Претензии иконоборцев на право императоров вводить какие-либо новые элементы в вероучение прекрасно понимал и Иоанн Дамаскин, во втором слове в защиту иконопочитания прямо заявивший: «Не царей дело — давать законы Церкви… Не цари глаголаша вам слово, но Апостолы и пророки, и пастыри, и учители… Царям свойствен хороший образ государственной деятельности; церковное же устройство — дело пастырей и учителей»[237].
Трудно сказать, куда бы пошла история христианства, да и в общем-то, всей Европы, если бы Лев IV Хазар продолжил бы эту политику. Однако его правление было недолгим (775—780), да и сам он не отличался энергией своего отца и деда. Преследование образов их почитателей стало сокращаться, а с приходом к власти его жены Ирины вообще прекратилось. Однако это вовсе не означало капитуляцию политической парадигмы иконоборчества.

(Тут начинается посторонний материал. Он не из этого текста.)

//! Rotation domain models.
//!
//! Core data types for the casino floor: the roster entities the
//! scheduler consumes (`Presenter`, `Table`), the timetable it produces
//! (`RotationSlot`, `ShiftSchedule`, `DailySchedule`), and the dashboard
//! accounts the store seeds (`User`).
//!
//! All entities are plain serde-friendly values. The scheduler treats
//! them as an immutable snapshot for the duration of one generation.

mod presenter;
mod schedule;
mod table;
mod time;
mod user;

pub use presenter::{Presenter, Shift};
pub use schedule::{Assignment, DailySchedule, RotationSlot, ShiftSchedule};
pub use table::Table;
pub use time::TimeOfDay;
pub use user::{Role, User};
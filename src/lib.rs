//! Rotation scheduling for live casino floors.
//!
//! Given a roster of game presenters grouped by shift and a set of active
//! tables, produces a fair, gap-free, break-guaranteed rotation timetable
//! for each of the three daily shifts. Scheduling is a pure function of
//! its inputs; persistence and UI belong to the hosting dashboard.
//!
//! # Modules
//!
//! - **`models`**: Domain types — `Presenter`, `Table`, `Shift`,
//!   `RotationSlot`, `ShiftSchedule`, `DailySchedule`
//! - **`scheduler`**: The three-stage pipeline — time slots, capacity
//!   resolution, round-robin assignment — plus rotation KPIs
//! - **`store`**: Injected key-value persistence with a seeded `Roster`
//!   facade
//! - **`validation`**: Roster integrity checks for defensive callers
//!
//! # Example
//!
//! ```
//! use casino_rotation::scheduler::RotationScheduler;
//! use casino_rotation::store::Roster;
//!
//! let roster = Roster::in_memory().unwrap();
//! let outcome = roster.daily_schedule(&RotationScheduler::new()).unwrap();
//! assert!(outcome.is_complete());
//! ```

pub mod models;
pub mod scheduler;
pub mod store;
pub mod validation;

На Седьмом Вселенском Соборе 787 года патриарх Тарасий, с должным количеством «реверансов» в сторону государей как светских владык и полководцев, все же четко дал понять, что «вероучительная деятельность или руководство Церковью не входят в сферу компетенции императоров»[238]. Однако проведение в жизнь этих постановлений и борьба с иконоборческой оппозицией проходило теми же силами государственного аппарата и практически теми же методами, что и раньше.
Проиграв на данном этапе богословскую составляющую спора, политическая парадигма Льва Исавра и Константина Копронима продолжала определять государственное устройство. Это проявилось и в так называемом споре об икономии. Сын Льва IV и Ирины, Константин VI, приказал в 795 году насильственно постричь свою первую жену и обвенчать его с другой[239]. Выступившие против «прелюбодейного брака» монахи были высечены и отправлены в ссылку.
Суть спора заключалась не только в том, следует ли Церкви настаивать на принципе буквального следования канонам или возможно их адаптирование к текущей ситуации, а в праве императора определять каноническое право.
В области светского законодательства вопрос, должен ли император повиноваться законам, решался по знаменитой формуле Ульпиана (170—228) «Princeps legibus solutus est», букв. «принцепс свободен от законов». Институции Юстиниана, подведшие определенный итог развитию римского права, определяли, что воля императора сама по себе становится законом. При этом источником права все равно назывался народ, который «уступил и перенес на него всю свою власть и силу»[240].
Церковные же каноны, в глазах византийца, имели принципиально иную природу. Их источником является Сам Бог, излагающий Свою волю через Священное Писание и постановления соборов. Соответственно, император не может своей властью отменять, изменять или вводить новые.
Однако уже в новеллах Юстиниана стала выражаться другая концепция, согласно которой Бог, являющийся абсолютным источником права, делегирует Свою власть императору. Знаменитая шестая новелла формулировала царскую власть как «Божий дар, по человеколюбию свыше дарованный»[241].